*** INFORMATION PROVIDED Section Begins ***

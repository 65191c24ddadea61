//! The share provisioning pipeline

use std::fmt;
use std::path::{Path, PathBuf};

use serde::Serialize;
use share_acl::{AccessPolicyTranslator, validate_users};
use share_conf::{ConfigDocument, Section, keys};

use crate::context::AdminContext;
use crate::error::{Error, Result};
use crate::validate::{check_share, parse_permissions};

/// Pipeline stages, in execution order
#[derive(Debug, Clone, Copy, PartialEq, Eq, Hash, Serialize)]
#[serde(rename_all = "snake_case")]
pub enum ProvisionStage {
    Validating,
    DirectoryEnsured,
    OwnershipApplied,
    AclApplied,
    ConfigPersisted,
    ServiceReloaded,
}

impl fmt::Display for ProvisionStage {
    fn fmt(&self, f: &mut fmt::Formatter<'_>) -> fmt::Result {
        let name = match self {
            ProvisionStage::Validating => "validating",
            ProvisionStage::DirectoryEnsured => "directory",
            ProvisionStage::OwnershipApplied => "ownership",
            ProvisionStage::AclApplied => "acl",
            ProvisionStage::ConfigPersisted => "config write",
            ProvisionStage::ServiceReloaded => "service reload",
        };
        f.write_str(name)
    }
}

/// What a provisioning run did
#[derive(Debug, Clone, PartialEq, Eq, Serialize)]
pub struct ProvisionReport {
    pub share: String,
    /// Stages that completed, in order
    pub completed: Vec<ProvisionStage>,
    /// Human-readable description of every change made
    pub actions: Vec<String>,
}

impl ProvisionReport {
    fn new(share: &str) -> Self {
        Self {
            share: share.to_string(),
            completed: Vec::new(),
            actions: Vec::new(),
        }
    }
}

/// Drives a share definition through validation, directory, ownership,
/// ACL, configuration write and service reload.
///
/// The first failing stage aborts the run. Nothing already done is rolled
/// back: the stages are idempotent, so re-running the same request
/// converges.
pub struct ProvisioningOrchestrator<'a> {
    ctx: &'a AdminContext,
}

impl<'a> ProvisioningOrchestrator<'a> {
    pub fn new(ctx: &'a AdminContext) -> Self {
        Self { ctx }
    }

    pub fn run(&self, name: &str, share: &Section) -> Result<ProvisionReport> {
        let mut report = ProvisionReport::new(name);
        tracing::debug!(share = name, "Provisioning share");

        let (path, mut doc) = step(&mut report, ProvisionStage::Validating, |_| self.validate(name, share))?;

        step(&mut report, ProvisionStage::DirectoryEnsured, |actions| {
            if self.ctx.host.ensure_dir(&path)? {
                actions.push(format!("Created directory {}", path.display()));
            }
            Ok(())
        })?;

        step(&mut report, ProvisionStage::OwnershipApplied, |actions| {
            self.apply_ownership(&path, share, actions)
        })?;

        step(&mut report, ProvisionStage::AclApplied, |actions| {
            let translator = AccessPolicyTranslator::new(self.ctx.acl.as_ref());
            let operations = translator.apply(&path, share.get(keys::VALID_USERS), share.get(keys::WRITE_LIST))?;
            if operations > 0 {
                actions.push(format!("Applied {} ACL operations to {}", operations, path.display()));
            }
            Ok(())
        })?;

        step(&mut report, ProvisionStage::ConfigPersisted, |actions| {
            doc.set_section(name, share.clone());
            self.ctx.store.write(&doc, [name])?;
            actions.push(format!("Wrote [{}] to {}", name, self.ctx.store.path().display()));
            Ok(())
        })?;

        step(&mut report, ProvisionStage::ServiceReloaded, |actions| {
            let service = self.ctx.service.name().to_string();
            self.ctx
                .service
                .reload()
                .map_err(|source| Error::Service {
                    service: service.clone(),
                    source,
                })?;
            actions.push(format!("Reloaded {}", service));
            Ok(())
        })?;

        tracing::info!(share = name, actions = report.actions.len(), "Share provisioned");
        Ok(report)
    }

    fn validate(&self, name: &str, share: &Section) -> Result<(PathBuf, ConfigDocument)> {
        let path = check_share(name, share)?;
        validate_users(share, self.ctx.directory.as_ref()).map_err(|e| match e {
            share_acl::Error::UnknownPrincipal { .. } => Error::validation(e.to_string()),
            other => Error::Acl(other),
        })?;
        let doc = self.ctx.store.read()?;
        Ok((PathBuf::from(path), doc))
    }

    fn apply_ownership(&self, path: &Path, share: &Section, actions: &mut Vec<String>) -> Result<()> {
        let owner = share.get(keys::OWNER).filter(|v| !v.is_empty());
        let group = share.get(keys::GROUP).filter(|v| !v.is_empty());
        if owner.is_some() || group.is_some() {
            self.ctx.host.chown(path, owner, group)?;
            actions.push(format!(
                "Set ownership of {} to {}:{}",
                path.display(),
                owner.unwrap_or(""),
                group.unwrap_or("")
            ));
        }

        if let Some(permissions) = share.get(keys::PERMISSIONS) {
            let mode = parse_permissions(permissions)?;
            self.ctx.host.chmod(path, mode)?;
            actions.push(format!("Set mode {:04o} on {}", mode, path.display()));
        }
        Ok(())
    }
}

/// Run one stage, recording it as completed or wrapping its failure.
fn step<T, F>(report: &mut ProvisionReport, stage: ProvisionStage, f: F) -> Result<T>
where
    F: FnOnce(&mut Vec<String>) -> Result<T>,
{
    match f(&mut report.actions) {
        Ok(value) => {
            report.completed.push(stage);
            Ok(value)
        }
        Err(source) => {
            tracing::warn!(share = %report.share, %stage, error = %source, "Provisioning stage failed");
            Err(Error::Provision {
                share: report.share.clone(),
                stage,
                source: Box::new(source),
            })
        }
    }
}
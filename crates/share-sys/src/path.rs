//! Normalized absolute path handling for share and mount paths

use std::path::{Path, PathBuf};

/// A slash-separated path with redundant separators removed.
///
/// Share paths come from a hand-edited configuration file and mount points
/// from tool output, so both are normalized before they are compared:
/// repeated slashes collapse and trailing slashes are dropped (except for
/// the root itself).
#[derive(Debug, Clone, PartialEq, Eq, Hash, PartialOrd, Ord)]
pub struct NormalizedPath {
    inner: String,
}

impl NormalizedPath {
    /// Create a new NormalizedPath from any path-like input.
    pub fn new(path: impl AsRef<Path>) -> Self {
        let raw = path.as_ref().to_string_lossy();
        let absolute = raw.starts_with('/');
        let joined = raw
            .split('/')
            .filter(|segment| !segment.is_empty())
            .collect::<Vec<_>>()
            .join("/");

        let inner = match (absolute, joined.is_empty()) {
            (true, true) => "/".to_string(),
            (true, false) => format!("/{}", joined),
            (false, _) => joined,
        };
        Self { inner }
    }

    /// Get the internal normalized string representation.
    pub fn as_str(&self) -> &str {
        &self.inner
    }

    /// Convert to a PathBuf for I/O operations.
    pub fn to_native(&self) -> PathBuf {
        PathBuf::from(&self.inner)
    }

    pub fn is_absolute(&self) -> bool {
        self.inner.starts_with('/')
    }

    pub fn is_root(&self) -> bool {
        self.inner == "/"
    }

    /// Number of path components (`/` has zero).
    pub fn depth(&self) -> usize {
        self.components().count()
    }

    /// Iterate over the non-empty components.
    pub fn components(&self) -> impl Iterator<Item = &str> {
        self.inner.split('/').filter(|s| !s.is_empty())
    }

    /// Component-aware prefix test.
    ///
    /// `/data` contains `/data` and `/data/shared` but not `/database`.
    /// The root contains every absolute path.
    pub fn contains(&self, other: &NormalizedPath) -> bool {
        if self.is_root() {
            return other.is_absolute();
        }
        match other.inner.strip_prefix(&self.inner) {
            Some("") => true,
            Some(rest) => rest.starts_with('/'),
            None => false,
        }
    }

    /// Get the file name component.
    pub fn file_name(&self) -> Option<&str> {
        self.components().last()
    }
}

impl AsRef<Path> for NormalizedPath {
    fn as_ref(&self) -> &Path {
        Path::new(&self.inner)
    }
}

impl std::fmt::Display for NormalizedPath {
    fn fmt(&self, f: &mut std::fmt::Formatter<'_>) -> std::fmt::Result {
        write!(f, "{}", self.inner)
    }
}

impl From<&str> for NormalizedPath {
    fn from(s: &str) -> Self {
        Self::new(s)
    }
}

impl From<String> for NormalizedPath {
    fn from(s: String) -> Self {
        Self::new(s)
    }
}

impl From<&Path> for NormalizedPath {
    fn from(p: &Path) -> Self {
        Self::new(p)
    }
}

*** INFORMATION PROVIDED Section Ends ***

> EXERCISE GOAL: Copy each line above containing the string "ConfigPersisted".

> RESPONSE:
    ConfigPersisted,
            ProvisionStage::ConfigPersisted => "config write",
        step(&mut report, ProvisionStage::ConfigPersisted, |actions| {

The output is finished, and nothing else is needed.